INSTRUCTIONS TO FOLLOW:
Reproduce the records word for word, from the first line to the line containing "table when compiled.".

RECORDS FOR THE TASK:
━━━

//! The filter expression tree.
//!
//! A WHERE clause is an ordered, finite tree of [`FilterItem`]s: leaves are
//! single field/comparison/value predicates, interior nodes are groups
//! tagged with one [`Relation`] that applies uniformly to all direct
//! children. Nodes own their children by value, so cycles are impossible
//! by construction and the declared nesting is preserved verbatim through
//! compilation.
//!
//! # Examples
//!
//! ```
//! use ferrite_db::query::filter::{Comparison, FilterGroup, QueryFilter, Relation};
//!
//! // (age > 21 AND age < 65) as one group node
//! let group = FilterGroup::new(Relation::And)
//!     .filter("age", Comparison::GreaterThan, 21)
//!     .filter("age", Comparison::LessThan, 65)
//!     .into_item();
//!
//! // operator sugar for an ad hoc two-leaf group
//! let either = QueryFilter::new("name", Comparison::Equals, "Alice")
//!     | QueryFilter::new("name", Comparison::Equals, "Bob");
//! ```

use crate::value::Value;
use std::ops;

/// The relation applied between all direct children of a filter group.
#[derive(Debug, Clone, Copy, PartialEq, Eq, serde::Serialize, serde::Deserialize)]
pub enum Relation {
    /// All children must hold.
    And,
    /// At least one child must hold.
    Or,
}

impl Relation {
    /// Returns the SQL keyword for this relation.
    pub const fn sql_keyword(&self) -> &'static str {
        match self {
            Self::And => "AND",
            Self::Or => "OR",
        }
    }
}

/// A reference to a column, optionally qualified with a table.
///
/// Unqualified references resolve to the query's own table when compiled.
/// A `"table.column"` string converts into a qualified reference.
#[derive(Debug, Clone, PartialEq, Eq, serde::Serialize, serde::Deserialize)]
pub struct FieldRef {
    /// The qualifying table, if any.
    pub table: Option<String>,
    /// The column name.
    pub name: String,
}

impl FieldRef {
    /// Creates an unqualified field reference.
    pub fn new(name: impl Into<String>) -> Self {
        Self {
            table: None,
            name: name.into(),
        }
    }

    /// Creates a table-qualified field reference.
    pub fn qualified(table: impl Into<String>, name: impl Into<String>) -> Self {
        Self {
            table: Some(table.into()),
            name: name.into(),
        }
    }
}

impl From<&str> for FieldRef {
    fn from(s: &str) -> Self {
        s.split_once('.').map_or_else(
            || Self::new(s),
            |(table, name)| Self::qualified(table, name),
        )
    }
}

impl From<String> for FieldRef {
    fn from(s: String) -> Self {
        Self::from(s.as_str())
    }
}

/// A comparison operator in a single predicate.
#[derive(Debug, Clone, PartialEq, Eq, serde::Serialize, serde::Deserialize)]
pub enum Comparison {
    /// `=`, or `IS NULL` when the value is none.
    Equals,
    /// `!=`, or `IS NOT NULL` when the value is none.
    NotEquals,
    /// `>`.
    GreaterThan,
    /// `<`.
    LessThan,
    /// `>=`.
    GreaterOrEqual,
    /// `<=`.
    LessOrEqual,
    /// `IN (...)`.
    In,
    /// `NOT IN (...)`.
    NotIn,
    /// `LIKE 'value%'`.
    HasPrefix,
    /// `LIKE '%value'`.
    HasSuffix,
    /// `LIKE '%value%'`.
    Contains,
    /// A dialect-specific operator rendered verbatim.
    Custom(String),
}

/// The right-hand side of a single predicate.
#[derive(Debug, Clone, PartialEq, serde::Serialize, serde::Deserialize)]
pub enum FilterValue {
    /// A bound scalar, delivered through the parameter channel.
    Scalar(Value),
    /// A bound list of scalars (for IN / NOT IN).
    Array(Vec<Value>),
    /// Another column; compiles to a column-to-column comparison with no
    /// bound parameter.
    Field(FieldRef),
    /// A nested query; compiles to a parenthesized subselect whose
    /// parameters splice into the outer parameter list in order.
    Subquery(Box<crate::query::compiler::Query>),
    /// No value. Only meaningful with equals/not-equals, where it forces
    /// NULL-comparison syntax.
    None,
}

impl From<Value> for FilterValue {
    fn from(v: Value) -> Self {
        // A null scalar and an absent value mean the same thing to the
        // compiler; normalize here so IS NULL has one representation.
        if v.is_null() {
            Self::None
        } else {
            Self::Scalar(v)
        }
    }
}

impl From<Vec<Value>> for FilterValue {
    fn from(v: Vec<Value>) -> Self {
        Self::Array(v)
    }
}

/// A single field/comparison/value predicate.
#[derive(Debug, Clone, PartialEq, serde::Serialize, serde::Deserialize)]
pub struct QueryFilter {
    /// The column being compared.
    pub field: FieldRef,
    /// The comparison operator.
    pub comparison: Comparison,
    /// The right-hand side.
    pub value: FilterValue,
}

impl QueryFilter {
    /// Creates a predicate against a bound scalar value.
    pub fn new(field: impl Into<FieldRef>, comparison: Comparison, value: impl Into<Value>) -> Self {
        Self {
            field: field.into(),
            comparison,
            value: FilterValue::from(value.into()),
        }
    }

    /// Creates a predicate with an explicit [`FilterValue`].
    pub fn with_value(
        field: impl Into<FieldRef>,
        comparison: Comparison,
        value: FilterValue,
    ) -> Self {
        Self {
            field: field.into(),
            comparison,
            value,
        }
    }

    /// Creates a column-to-column predicate.
    pub fn field_to_field(
        field: impl Into<FieldRef>,
        comparison: Comparison,
        other: impl Into<FieldRef>,
    ) -> Self {
        Self {
            field: field.into(),
            comparison,
            value: FilterValue::Field(other.into()),
        }
    }
}

// Leaf-level sugar: combining two bare predicates yields an ad hoc group.
// Top-level composition of a filter list is always AND; OR between more
// than two predicates goes through explicit group construction.

impl ops::BitAnd for QueryFilter {
    type Output = FilterItem;

    fn bitand(self, rhs: Self) -> Self::Output {
        FilterItem::Group {
            relation: Relation::And,
            children: vec![FilterItem::Single(self), FilterItem::Single(rhs)],
        }
    }
}

impl ops::BitOr for QueryFilter {
    type Output = FilterItem;

    fn bitor(self, rhs: Self) -> Self::Output {
        FilterItem::Group {
            relation: Relation::Or,
            children: vec![FilterItem::Single(self), FilterItem::Single(rhs)],
        }
    }
}

/// One node of the filter tree.
#[derive(Debug, Clone, PartialEq, serde::Serialize, serde::Deserialize)]
pub enum FilterItem {
    /// A leaf predicate.
    Single(QueryFilter),
    /// A parenthesized group of children combined by one relation.
    Group {
        /// The relation between all direct children.
        relation: Relation,
        /// The children, in declaration order.
        children: Vec<FilterItem>,
    },
}

impl From<QueryFilter> for FilterItem {
    fn from(filter: QueryFilter) -> Self {
        Self::Single(filter)
    }
}

/// An isolated accumulator for building one filter group.
///
/// Group construction spawns one of these with an empty filter list, so
/// nested composition never aliases the parent's sibling filters; the
/// final list folds back into the parent as a single group node.
#[derive(Debug, Clone)]
pub struct FilterGroup {
    relation: Relation,
    children: Vec<FilterItem>,
}

impl FilterGroup {
    /// Creates an empty group accumulator with the given relation.
    pub const fn new(relation: Relation) -> Self {
        Self {
            relation,
            children: Vec::new(),
        }
    }

    /// Appends a predicate against a bound scalar value.
    #[must_use]
    pub fn filter(
        mut self,
        field: impl Into<FieldRef>,
        comparison: Comparison,
        value: impl Into<Value>,
    ) -> Self {
        self.children
            .push(FilterItem::Single(QueryFilter::new(field, comparison, value)));
        self
    }

    /// Appends a column-to-column predicate.
    #[must_use]
    pub fn filter_field(
        mut self,
        field: impl Into<FieldRef>,
        comparison: Comparison,
        other: impl Into<FieldRef>,
    ) -> Self {
        self.children.push(FilterItem::Single(QueryFilter::field_to_field(
            field, comparison, other,
        )));
        self
    }

    /// Appends a prebuilt filter item.
    #[must_use]
    pub fn add(mut self, item: impl Into<FilterItem>) -> Self {
        self.children.push(item.into());
        self
    }

    /// Builds a nested group through a child accumulator and appends it.
    #[must_use]
    pub fn group(mut self, relation: Relation, build: impl FnOnce(Self) -> Self) -> Self {
        let child = build(Self::new(relation));
        self.children.push(child.into_item());
        self
    }

    /// Folds this accumulator into a single group node.
    pub fn into_item(self) -> FilterItem {
        FilterItem::Group {
            relation: self.relation,
            children: self.children,
        }
    }
}

impl From<FilterGroup> for FilterItem {
    fn from(group: FilterGroup) -> Self {
        group.into_item()
    }
}
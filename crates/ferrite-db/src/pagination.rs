//! Windowed result fetching.
//!
//! [`paginate`] turns any SELECT query into a counted page: one count
//! query for the total, one windowed fetch for the rows. Pages are
//! numbered from 1; the page number is validated before either query
//! runs.

use ferrite_core::{OrmError, OrmResult};
use tracing::debug;

use crate::driver::{Database, Row};
use crate::query::compiler::{Action, Limit, Query, Sort};

/// One page of results with its position in the full set.
#[derive(Debug, Clone, PartialEq)]
pub struct Page<T> {
    /// The 1-based page number.
    pub number: u64,
    /// The rows on this page.
    pub data: Vec<T>,
    /// The requested page size.
    pub size: u64,
    /// The total number of matching rows across all pages.
    pub total: u64,
}

impl<T> Page<T> {
    /// The number of pages the full set spans.
    pub const fn total_pages(&self) -> u64 {
        if self.size == 0 {
            0
        } else {
            self.total.div_ceil(self.size)
        }
    }

    /// Whether a page follows this one.
    pub const fn has_next(&self) -> bool {
        self.number < self.total_pages()
    }

    /// Whether a page precedes this one.
    pub const fn has_previous(&self) -> bool {
        self.number > 1
    }

    /// Maps the page's rows, keeping the position metadata.
    pub fn map<U>(self, f: impl FnMut(T) -> U) -> Page<U> {
        Page {
            number: self.number,
            data: self.data.into_iter().map(f).collect(),
            size: self.size,
            total: self.total,
        }
    }
}

/// Fetches one page of the rows a query selects.
///
/// The count query reuses the filters and joins of the original; the
/// fetch query adds a window of `size` rows starting at
/// `(number - 1) * size`. Sorts carried by the query apply to the fetch,
/// with `sorts` appended after them, so page boundaries are stable and
/// callers can order a page without rebuilding the query.
///
/// # Errors
///
/// Returns [`OrmError::InvalidPageNumber`] for page 0 before any database
/// work happens. Driver failures pass through unchanged.
pub async fn paginate(
    db: &Database,
    query: &Query,
    number: u64,
    size: u64,
    sorts: &[Sort],
) -> OrmResult<Page<Row>> {
    if number < 1 {
        return Err(OrmError::InvalidPageNumber(number));
    }

    let mut count_query = query.clone();
    count_query.action = Action::Count;
    count_query.sorts.clear();
    count_query.limit = None;
    let total = db.count(&count_query).await?;

    let mut fetch_query = query.clone();
    fetch_query.sorts.extend_from_slice(sorts);
    let offset = usize::try_from((number - 1) * size).unwrap_or(usize::MAX);
    let count = usize::try_from(size).unwrap_or(usize::MAX);
    fetch_query.limit = Some(Limit::new(count, offset));
    let data = db.fetch(&fetch_query).await?;

    debug!(
        table = %query.table,
        number,
        size,
        total,
        rows = data.len(),
        "fetched page"
    );

    Ok(Page {
        number,
        data,
        size,
        total,
    })
}
//! Core error types for the ferrite ORM.
//!
//! Every failure the query core can produce is an explicit precondition
//! check: an out-of-range page number, a filter shape the compiler refuses
//! to render, a missing identifier, or an operation attempted without a
//! bound database. Failures reported by an external driver pass through
//! [`OrmError::Driver`] unchanged; the core never interprets or retries
//! them.

use thiserror::Error;

/// The primary error type for the ferrite ORM core.
///
/// The compiler itself is a total function over well-formed input: all
/// variants here are raised before any statement text is emitted, or wrap
/// an error reported by the external driver after execution.
#[derive(Error, Debug)]
pub enum OrmError {
    /// A pagination request with a page number below 1.
    #[error("invalid page number: {0} (pages are numbered from 1)")]
    InvalidPageNumber(u64),

    /// An operation was attempted with no bound database connection.
    #[error("no database connection is bound")]
    NoDatabase,

    /// A required identifier (usually a primary key) was absent.
    #[error("missing identifier: {0}")]
    MissingIdentifier(String),

    /// A preparation (migration) step was run a second time.
    #[error("preparation already applied: {0}")]
    AlreadyPrepared(String),

    /// A filter combined a value and comparison the compiler cannot render,
    /// e.g. a none value with anything but equals/not-equals.
    #[error("invalid filter: {0}")]
    InvalidFilter(String),

    /// An update was compiled with nothing to write.
    #[error("empty write payload for table: {0}")]
    EmptyPayload(String),

    /// An opaque error reported by the external driver. Never interpreted
    /// or retried by the core; retry policy belongs to the driver layer.
    #[error("driver error: {0}")]
    Driver(#[source] Box<dyn std::error::Error + Send + Sync>),
}

impl OrmError {
    /// Wraps an arbitrary driver-reported error.
    pub fn driver<E>(err: E) -> Self
    where
        E: std::error::Error + Send + Sync + 'static,
    {
        Self::Driver(Box::new(err))
    }
}

/// A convenience type alias for `Result<T, OrmError>`.
pub type OrmResult<T> = Result<T, OrmError>;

━━━

RESPONSE BOX:
//! The filter expression tree.
//!
//! A WHERE clause is an ordered, finite tree of [`FilterItem`]s: leaves are
//! single field/comparison/value predicates, interior nodes are groups
//! tagged with one [`Relation`] that applies uniformly to all direct
//! children. Nodes own their children by value, so cycles are impossible
//! by construction and the declared nesting is preserved verbatim through
//! compilation.
//!
//! # Examples
//!
//! ```
//! use ferrite_db::query::filter::{Comparison, FilterGroup, QueryFilter, Relation};
//!
//! // (age > 21 AND age < 65) as one group node
//! let group = FilterGroup::new(Relation::And)
//!     .filter("age", Comparison::GreaterThan, 21)
//!     .filter("age", Comparison::LessThan, 65)
//!     .into_item();
//!
//! // operator sugar for an ad hoc two-leaf group
//! let either = QueryFilter::new("name", Comparison::Equals, "Alice")
//!     | QueryFilter::new("name", Comparison::Equals, "Bob");
//! ```

use crate::value::Value;
use std::ops;

/// The relation applied between all direct children of a filter group.
#[derive(Debug, Clone, Copy, PartialEq, Eq, serde::Serialize, serde::Deserialize)]
pub enum Relation {
    /// All children must hold.
    And,
    /// At least one child must hold.
    Or,
}

impl Relation {
    /// Returns the SQL keyword for this relation.
    pub const fn sql_keyword(&self) -> &'static str {
        match self {
            Self::And => "AND",
            Self::Or => "OR",
        }
    }
}

/// A reference to a column, optionally qualified with a table.
///
/// Unqualified references resolve to the query's own table when compiled.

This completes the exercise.